On Sat, Dec 2, 2017 at 3:02 AM, Pietro Battiston <ml at pietrobattiston.it>
wrote:

> Hi Joris,
>
> Il giorno ven, 01/12/2017 alle 02.09 +0100, Joris Van den Bossche ha
> scritto:
> > [...]We see three different options for the default behaviour of sum
> > for
> > those two cases of empty and all-NA series:
> >
> > Empty / all-NA sum is always zero: SUM([]) = 0 and SUM([NA]) = 0
> >
> > Behaviour of pandas < 0.21 + bottleneck installed
> > Consistent with NumPy, R, MATLAB, etc. (given you use the variant
> > that is NA aware: nansum for numpy, na.rm=TRUE for R, ...)
> >
> > Empty / all-NA sum is always NA: SUM([]) = NA and SUM([NA]) = NA
> >
> > The behaviour that is introduced in 0.21.0
> > Consistent with SQL (although often (rightly or not) complained
> > about)
> >
> > Mixed behaviour: SUM([]) = 0 and SUM([NA]) = NA
> >
> > Behaviour of pandas < 0.21 (without bottleneck installed)

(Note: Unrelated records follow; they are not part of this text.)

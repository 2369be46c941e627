use std::collections::VecDeque;
use std::sync::atomic::{AtomicUsize, Ordering};
use std::sync::{Arc, Mutex};
use std::time::Duration;

use labelflow_engine::{
    ClientError, DownloadedArchive, EngineEvent, EventSink, FailureKind, PollRequest, Poller,
    ProcessingClient, RemoteState, RemoteStatus, Upload,
};
use tokio::runtime::Handle;

/// Answers status calls from a script; repeats the last answer once exhausted.
struct ScriptedClient {
    script: Mutex<VecDeque<Result<RemoteStatus, ClientError>>>,
    last: Mutex<Option<Result<RemoteStatus, ClientError>>>,
    calls: AtomicUsize,
}

impl ScriptedClient {
    fn new(script: Vec<Result<RemoteStatus, ClientError>>) -> Arc<Self> {
        Arc::new(Self {
            script: Mutex::new(script.into()),
            last: Mutex::new(None),
            calls: AtomicUsize::new(0),
        })
    }

    fn calls(&self) -> usize {
        self.calls.load(Ordering::SeqCst)
    }
}

#[async_trait::async_trait]
impl ProcessingClient for ScriptedClient {
    async fn submit(&self, _upload: &Upload, _prompt: &str) -> Result<String, ClientError> {
        unreachable!("poller never submits")
    }

    async fn status(&self, _task_id: &str) -> Result<RemoteStatus, ClientError> {
        self.calls.fetch_add(1, Ordering::SeqCst);
        let next = self.script.lock().unwrap().pop_front();
        let mut last = self.last.lock().unwrap();
        if let Some(next) = next {
            *last = Some(next);
        }
        last.clone().expect("script is not empty")
    }

    async fn download(&self, _task_id: &str) -> Result<DownloadedArchive, ClientError> {
        unreachable!("poller never downloads")
    }
}

#[derive(Default)]
struct TestSink {
    events: Mutex<Vec<EngineEvent>>,
}

impl TestSink {
    fn take(&self) -> Vec<EngineEvent> {
        self.events.lock().unwrap().drain(..).collect()
    }
}

impl EventSink for TestSink {
    fn emit(&self, event: EngineEvent) {
        self.events.lock().unwrap().push(event);
    }
}

fn processing(progress: u8) -> Result<RemoteStatus, ClientError> {
    Ok(RemoteStatus {
        state: RemoteState::Processing,
        progress: Some(progress),
        message: None,
    })
}

fn finished(state: RemoteState, message: Option<&str>) -> Result<RemoteStatus, ClientError> {
    Ok(RemoteStatus {
        state,
        progress: None,
        message: message.map(str::to_string),
    })
}

fn request(cycle: u64, max_duration: Option<Duration>) -> PollRequest {
    PollRequest {
        cycle,
        task_id: "abc123".to_string(),
        interval: Duration::from_millis(20),
        max_duration,
    }
}

fn progress_of(events: &[EngineEvent]) -> Vec<Option<u8>> {
    events
        .iter()
        .filter_map(|event| match event {
            EngineEvent::Status { status, .. } => Some(status.progress),
            _ => None,
        })
        .collect()
}

#[tokio::test]
async fn polls_until_completed_then_stops() {
    let client = ScriptedClient::new(vec![
        processing(40),
        processing(75),
        finished(RemoteState::Completed, None),
    ]);
    let sink = Arc::new(TestSink::default());
    let mut poller = Poller::new();
    poller.start(&Handle::current(), client.clone(), request(1, None), sink.clone());

    tokio::time::sleep(Duration::from_millis(300)).await;

    let events = sink.take();
    assert_eq!(progress_of(&events), vec![Some(40), Some(75), None]);
    assert!(matches!(
        events.last(),
        Some(EngineEvent::Status { cycle: 1, status }) if status.state == RemoteState::Completed
    ));
    assert_eq!(client.calls(), 3);
    assert_eq!(poller.active_cycle(), None);
}

#[tokio::test]
async fn server_error_ends_polling() {
    let client = ScriptedClient::new(vec![finished(RemoteState::Error, Some("bad archive"))]);
    let sink = Arc::new(TestSink::default());
    let mut poller = Poller::new();
    poller.start(&Handle::current(), client.clone(), request(4, None), sink.clone());

    tokio::time::sleep(Duration::from_millis(200)).await;

    let events = sink.take();
    assert_eq!(events.len(), 1);
    assert_eq!(client.calls(), 1);
}

#[tokio::test]
async fn transport_failures_are_reported_and_polling_continues() {
    let client = ScriptedClient::new(vec![
        Err(ClientError {
            kind: FailureKind::Network,
            message: "connection refused".to_string(),
        }),
        processing(10),
        finished(RemoteState::Completed, None),
    ]);
    let sink = Arc::new(TestSink::default());
    let mut poller = Poller::new();
    poller.start(&Handle::current(), client.clone(), request(2, None), sink.clone());

    tokio::time::sleep(Duration::from_millis(300)).await;

    let events = sink.take();
    assert!(matches!(
        events.first(),
        Some(EngineEvent::PollFailed { cycle: 2, .. })
    ));
    assert_eq!(progress_of(&events), vec![Some(10), None]);
}

#[tokio::test]
async fn stop_prevents_further_polls() {
    let client = ScriptedClient::new(vec![processing(1)]);
    let sink = Arc::new(TestSink::default());
    let mut poller = Poller::new();
    poller.start(&Handle::current(), client.clone(), request(1, None), sink.clone());
    assert_eq!(poller.active_cycle(), Some(1));
    poller.stop();
    assert_eq!(poller.active_cycle(), None);

    tokio::time::sleep(Duration::from_millis(150)).await;

    assert!(sink.take().is_empty());
    assert_eq!(client.calls(), 0);
}

#[tokio::test]
async fn starting_a_new_cycle_cancels_the_previous_one() {
    let old_client = ScriptedClient::new(vec![processing(5)]);
    let new_client = ScriptedClient::new(vec![processing(50), finished(RemoteState::Completed, None)]);
    let sink = Arc::new(TestSink::default());
    let mut poller = Poller::new();
    poller.start(&Handle::current(), old_client.clone(), request(1, None), sink.clone());
    poller.start(&Handle::current(), new_client.clone(), request(2, None), sink.clone());

    tokio::time::sleep(Duration::from_millis(200)).await;

    let events = sink.take();
    assert!(!events.is_empty());
    assert!(events
        .iter()
        .all(|event| matches!(event, EngineEvent::Status { cycle: 2, .. })));
    assert_eq!(old_client.calls(), 0);
}

#[tokio::test]
async fn deadline_ends_a_stuck_cycle() {
    let client = ScriptedClient::new(vec![processing(1)]);
    let sink = Arc::new(TestSink::default());
    let mut poller = Poller::new();
    poller.start(
        &Handle::current(),
        client.clone(),
        request(3, Some(Duration::from_millis(50))),
        sink.clone(),
    );

    tokio::time::sleep(Duration::from_millis(300)).await;
    let events = sink.take();
    assert!(matches!(
        events.last(),
        Some(EngineEvent::PollDeadlineExceeded { cycle: 3 })
    ));

    let calls = client.calls();
    tokio::time::sleep(Duration::from_millis(100)).await;
    assert_eq!(client.calls(), calls);
    assert!(sink.take().is_empty());
}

> > A practicable compromise (having SUM([NA]) keep the information of
> > NA, while SUM([]) = 0 does not introduce NAs when there were no in
> > the data)
> > But somewhat inconsistent and unique to pandas ?
>
>
> I'm 100% sure I want sum([]) to return 0, not NA. It's not just more
> elegant, it also makes much more sense in my daily workflow (e.g. if I
> randomly split in samples, groupby, sum, and then sum the results for
> each group across samples, I want the same result as if I just groupby
> and sum, without splitting).
>
> I'm also 99% sure I want sum([NA]) to return the same that sum([0, NA])
> returns, following the same arguments, and possibly more.
>
> I would probably like to have sum([0, NA]) (and sum([NA]) both return
> NA (I was initially surprised by this deviation from numpy) but since
> you don't mention this, it's apparently not open for discussion (and I
> understand, given that it would break a lot of code).
>
> So assuming my interpretation is correct, I am enormously in favour of
> your option 1.
>
> While we're talking about this: I guess same applies to
> pd.Series([]).prod() which should (in my view) return 1?
>


Yes, I think there's agreement that if we go with option 1, we would also
want to make prod behave similarly, with 1 as the unit instead of 0.